* _TASK ITEM_
The entries follow. Copy every line in which "must" appears.

(Saved data entries)
=== Begin Enclosure ===

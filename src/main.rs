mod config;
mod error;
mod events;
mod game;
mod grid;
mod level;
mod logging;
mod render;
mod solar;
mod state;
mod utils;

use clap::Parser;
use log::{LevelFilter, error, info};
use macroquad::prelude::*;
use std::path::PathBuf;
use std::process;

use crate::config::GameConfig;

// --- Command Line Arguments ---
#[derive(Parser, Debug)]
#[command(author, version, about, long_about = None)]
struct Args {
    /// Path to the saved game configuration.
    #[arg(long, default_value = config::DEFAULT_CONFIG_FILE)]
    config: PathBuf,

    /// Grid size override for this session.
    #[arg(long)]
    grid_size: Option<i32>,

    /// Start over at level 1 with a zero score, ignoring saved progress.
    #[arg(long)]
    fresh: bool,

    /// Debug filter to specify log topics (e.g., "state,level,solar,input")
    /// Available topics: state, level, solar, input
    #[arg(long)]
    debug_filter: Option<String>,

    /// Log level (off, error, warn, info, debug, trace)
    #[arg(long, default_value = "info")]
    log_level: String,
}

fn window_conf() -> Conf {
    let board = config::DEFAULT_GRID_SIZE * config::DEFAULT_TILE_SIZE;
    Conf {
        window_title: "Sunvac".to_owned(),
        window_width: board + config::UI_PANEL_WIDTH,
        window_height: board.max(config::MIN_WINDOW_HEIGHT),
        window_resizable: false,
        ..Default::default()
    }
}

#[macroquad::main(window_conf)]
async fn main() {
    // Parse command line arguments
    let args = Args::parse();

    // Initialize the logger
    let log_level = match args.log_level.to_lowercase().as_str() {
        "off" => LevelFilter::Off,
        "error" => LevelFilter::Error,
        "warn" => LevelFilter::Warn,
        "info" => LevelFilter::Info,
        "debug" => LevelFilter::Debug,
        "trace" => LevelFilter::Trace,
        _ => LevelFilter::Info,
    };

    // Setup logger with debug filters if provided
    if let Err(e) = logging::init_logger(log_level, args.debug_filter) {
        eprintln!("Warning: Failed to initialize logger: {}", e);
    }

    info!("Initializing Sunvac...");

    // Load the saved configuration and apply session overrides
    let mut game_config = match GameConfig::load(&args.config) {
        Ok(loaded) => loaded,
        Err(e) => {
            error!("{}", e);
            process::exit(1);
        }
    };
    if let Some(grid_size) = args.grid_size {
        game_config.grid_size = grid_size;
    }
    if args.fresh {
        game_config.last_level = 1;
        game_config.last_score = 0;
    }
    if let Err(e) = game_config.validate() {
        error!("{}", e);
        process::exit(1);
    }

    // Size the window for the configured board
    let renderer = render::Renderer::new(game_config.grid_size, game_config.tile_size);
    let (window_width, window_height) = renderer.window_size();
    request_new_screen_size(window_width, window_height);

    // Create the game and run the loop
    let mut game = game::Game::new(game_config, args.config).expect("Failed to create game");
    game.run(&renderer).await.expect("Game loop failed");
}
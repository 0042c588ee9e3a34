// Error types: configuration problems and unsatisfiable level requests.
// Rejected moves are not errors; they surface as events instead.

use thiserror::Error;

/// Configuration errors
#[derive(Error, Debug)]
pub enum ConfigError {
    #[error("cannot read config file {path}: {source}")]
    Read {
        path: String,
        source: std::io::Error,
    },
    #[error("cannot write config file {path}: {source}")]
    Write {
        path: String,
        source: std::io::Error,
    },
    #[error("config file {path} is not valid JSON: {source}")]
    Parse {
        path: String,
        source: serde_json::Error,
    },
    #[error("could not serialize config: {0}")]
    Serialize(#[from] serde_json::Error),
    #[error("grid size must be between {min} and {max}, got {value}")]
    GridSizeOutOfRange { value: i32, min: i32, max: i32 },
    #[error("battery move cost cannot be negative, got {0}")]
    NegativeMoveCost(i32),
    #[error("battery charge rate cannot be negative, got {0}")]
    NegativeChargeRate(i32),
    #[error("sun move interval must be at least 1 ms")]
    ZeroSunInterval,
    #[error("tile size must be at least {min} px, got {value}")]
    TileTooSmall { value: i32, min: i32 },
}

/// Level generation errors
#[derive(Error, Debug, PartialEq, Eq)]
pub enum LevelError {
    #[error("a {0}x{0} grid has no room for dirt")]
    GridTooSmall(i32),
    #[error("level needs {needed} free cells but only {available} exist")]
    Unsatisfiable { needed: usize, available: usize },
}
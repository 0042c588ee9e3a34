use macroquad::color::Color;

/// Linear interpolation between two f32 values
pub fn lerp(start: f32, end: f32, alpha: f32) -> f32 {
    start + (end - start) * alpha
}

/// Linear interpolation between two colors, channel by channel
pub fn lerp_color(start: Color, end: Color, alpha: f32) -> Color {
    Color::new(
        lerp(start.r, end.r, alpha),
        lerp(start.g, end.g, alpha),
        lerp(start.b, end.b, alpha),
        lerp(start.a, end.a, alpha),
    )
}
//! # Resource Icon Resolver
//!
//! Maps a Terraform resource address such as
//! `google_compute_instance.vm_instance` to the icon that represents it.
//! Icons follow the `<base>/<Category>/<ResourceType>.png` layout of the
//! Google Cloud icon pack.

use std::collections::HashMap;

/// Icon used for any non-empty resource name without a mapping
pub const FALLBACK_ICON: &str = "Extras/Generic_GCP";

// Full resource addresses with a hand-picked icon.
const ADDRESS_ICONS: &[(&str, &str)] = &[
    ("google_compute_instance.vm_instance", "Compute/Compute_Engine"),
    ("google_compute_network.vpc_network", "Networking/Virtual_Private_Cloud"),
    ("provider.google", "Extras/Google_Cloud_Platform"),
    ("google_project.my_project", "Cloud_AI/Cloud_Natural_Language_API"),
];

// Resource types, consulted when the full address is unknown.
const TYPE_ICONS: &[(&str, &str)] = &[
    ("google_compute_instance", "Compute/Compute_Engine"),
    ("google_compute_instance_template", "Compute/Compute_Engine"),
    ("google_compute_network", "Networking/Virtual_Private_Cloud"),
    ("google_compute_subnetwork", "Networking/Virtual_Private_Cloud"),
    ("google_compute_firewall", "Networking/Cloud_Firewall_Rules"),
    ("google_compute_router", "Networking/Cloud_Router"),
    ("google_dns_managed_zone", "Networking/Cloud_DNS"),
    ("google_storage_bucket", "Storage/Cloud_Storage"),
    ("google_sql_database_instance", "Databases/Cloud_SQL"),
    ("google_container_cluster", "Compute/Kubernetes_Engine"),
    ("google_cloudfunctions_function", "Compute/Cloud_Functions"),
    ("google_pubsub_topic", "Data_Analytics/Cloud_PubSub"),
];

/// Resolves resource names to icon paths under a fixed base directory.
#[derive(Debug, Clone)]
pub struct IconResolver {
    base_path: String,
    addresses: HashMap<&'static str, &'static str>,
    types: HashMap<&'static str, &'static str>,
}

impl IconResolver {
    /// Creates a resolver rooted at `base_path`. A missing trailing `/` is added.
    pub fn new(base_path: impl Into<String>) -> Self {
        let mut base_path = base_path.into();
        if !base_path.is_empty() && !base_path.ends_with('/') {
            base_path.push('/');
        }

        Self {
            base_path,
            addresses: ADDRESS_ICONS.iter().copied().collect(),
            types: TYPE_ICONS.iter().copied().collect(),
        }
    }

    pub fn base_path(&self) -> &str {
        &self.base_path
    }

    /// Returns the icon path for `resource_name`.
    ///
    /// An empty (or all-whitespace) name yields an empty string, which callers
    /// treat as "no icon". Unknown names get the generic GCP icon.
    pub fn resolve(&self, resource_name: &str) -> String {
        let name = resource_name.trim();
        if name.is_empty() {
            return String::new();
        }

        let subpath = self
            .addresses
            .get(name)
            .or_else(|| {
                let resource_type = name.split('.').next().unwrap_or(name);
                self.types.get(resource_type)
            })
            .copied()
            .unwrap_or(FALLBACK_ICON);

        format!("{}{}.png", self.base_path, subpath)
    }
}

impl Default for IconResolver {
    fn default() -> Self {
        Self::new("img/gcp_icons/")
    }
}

=== End Enclosure ===

* _ANSWER SPACE_
    #[error("grid size must be between {min} and {max}, got {value}")]
    #[error("sun move interval must be at least 1 ms")]
    #[error("tile size must be at least {min} px, got {value}")]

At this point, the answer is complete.